» **WHAT IS REQUIRED**: Gather each line containing the string "still" from these entries.

>>>

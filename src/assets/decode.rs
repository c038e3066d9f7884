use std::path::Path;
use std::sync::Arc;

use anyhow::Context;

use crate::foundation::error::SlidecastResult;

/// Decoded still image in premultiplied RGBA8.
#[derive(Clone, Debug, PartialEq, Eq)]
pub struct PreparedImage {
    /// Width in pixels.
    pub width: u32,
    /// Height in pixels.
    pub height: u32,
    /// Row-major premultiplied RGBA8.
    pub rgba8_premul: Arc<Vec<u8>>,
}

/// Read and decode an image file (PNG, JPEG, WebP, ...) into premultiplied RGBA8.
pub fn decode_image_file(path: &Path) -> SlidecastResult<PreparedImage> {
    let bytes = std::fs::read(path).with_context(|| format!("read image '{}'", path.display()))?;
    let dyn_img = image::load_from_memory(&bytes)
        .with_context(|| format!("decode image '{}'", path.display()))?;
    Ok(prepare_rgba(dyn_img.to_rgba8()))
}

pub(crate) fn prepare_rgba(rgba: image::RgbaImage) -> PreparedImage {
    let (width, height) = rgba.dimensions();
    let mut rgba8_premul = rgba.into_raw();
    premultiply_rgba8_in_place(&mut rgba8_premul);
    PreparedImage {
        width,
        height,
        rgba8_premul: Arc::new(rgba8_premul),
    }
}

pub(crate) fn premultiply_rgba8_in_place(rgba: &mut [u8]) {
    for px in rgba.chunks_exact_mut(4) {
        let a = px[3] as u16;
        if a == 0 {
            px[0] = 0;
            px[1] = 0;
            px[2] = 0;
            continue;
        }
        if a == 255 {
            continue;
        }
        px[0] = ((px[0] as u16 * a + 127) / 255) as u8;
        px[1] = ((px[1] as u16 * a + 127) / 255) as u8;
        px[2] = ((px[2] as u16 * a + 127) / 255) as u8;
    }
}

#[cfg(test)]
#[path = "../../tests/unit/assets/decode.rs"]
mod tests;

<<<
>>>

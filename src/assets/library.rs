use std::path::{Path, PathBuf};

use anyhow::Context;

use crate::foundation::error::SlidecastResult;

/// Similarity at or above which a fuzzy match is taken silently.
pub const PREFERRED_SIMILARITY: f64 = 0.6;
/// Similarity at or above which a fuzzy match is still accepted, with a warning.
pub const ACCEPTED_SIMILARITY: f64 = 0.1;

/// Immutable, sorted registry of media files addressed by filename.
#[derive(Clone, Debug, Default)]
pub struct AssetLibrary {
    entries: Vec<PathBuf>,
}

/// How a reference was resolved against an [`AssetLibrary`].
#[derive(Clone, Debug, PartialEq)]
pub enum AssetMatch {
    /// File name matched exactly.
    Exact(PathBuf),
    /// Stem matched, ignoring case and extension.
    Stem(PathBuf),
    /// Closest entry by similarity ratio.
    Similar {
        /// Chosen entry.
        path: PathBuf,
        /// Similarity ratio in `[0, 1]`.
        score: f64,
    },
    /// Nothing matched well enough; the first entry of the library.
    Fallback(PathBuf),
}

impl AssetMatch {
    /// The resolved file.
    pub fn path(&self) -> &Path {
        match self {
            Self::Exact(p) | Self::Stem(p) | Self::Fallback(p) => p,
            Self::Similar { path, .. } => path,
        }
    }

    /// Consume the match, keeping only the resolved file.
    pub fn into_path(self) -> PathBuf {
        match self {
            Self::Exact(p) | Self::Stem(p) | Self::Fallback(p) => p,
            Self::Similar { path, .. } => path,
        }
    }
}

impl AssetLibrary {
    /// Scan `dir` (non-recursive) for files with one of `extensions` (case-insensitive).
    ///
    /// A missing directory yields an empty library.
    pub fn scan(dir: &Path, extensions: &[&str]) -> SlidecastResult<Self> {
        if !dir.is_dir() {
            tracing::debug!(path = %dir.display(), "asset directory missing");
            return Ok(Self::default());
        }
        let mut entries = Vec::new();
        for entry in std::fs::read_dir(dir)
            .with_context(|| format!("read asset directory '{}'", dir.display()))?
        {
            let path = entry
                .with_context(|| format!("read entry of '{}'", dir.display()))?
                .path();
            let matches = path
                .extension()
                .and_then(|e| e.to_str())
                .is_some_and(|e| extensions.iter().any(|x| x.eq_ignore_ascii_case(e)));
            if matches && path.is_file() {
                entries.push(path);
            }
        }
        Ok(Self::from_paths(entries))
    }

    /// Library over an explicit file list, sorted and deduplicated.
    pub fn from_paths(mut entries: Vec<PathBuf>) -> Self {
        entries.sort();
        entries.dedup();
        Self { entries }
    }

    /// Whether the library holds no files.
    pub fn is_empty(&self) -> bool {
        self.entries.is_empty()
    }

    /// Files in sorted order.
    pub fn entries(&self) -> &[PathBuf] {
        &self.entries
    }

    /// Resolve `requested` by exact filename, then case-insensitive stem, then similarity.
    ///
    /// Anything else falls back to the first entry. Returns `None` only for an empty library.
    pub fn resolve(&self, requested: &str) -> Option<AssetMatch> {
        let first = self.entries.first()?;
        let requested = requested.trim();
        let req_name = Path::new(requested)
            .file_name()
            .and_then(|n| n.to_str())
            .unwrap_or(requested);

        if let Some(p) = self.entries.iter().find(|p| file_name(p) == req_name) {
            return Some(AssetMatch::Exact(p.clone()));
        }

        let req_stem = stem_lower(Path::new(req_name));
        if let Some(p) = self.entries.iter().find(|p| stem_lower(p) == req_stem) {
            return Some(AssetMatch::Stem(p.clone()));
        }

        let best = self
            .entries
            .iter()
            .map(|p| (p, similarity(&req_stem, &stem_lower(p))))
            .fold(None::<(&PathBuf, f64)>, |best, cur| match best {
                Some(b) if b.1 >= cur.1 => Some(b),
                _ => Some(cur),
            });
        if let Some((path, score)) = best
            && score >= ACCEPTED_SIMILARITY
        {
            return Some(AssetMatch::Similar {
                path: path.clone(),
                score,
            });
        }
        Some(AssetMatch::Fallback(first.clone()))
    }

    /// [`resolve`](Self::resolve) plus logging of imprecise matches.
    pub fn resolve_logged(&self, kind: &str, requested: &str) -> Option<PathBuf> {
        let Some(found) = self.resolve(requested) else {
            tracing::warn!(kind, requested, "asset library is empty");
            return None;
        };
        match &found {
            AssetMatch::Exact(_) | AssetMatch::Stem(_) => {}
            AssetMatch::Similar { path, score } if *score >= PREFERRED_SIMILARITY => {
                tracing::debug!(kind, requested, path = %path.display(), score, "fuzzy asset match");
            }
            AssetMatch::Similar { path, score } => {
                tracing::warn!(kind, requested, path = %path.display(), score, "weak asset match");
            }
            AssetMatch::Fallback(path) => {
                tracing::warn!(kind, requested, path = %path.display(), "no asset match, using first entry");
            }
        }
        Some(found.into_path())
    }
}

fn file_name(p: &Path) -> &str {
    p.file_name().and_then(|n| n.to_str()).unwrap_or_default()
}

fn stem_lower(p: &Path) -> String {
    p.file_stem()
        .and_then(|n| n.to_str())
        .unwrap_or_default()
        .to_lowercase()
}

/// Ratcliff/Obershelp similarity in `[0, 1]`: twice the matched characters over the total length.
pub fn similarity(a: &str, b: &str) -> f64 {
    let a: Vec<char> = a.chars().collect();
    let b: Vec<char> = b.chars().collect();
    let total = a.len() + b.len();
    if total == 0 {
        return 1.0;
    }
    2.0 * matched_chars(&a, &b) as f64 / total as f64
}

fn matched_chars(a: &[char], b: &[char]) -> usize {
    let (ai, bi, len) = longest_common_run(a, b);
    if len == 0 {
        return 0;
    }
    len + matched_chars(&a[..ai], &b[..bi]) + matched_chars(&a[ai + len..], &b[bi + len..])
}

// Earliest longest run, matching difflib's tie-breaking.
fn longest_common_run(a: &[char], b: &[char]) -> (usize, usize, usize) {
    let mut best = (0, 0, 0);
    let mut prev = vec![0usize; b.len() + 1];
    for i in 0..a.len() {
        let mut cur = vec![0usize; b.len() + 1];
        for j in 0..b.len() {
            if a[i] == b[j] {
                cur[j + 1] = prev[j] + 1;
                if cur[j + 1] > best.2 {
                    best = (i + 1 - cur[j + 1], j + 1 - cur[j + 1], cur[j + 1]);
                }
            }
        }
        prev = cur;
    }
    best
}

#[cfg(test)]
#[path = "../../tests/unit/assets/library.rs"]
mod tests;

<<<

» **OUTPUT OF THE TASK**:
/// Decoded still image in premultiplied RGBA8.
/// Similarity at or above which a fuzzy match is still accepted, with a warning.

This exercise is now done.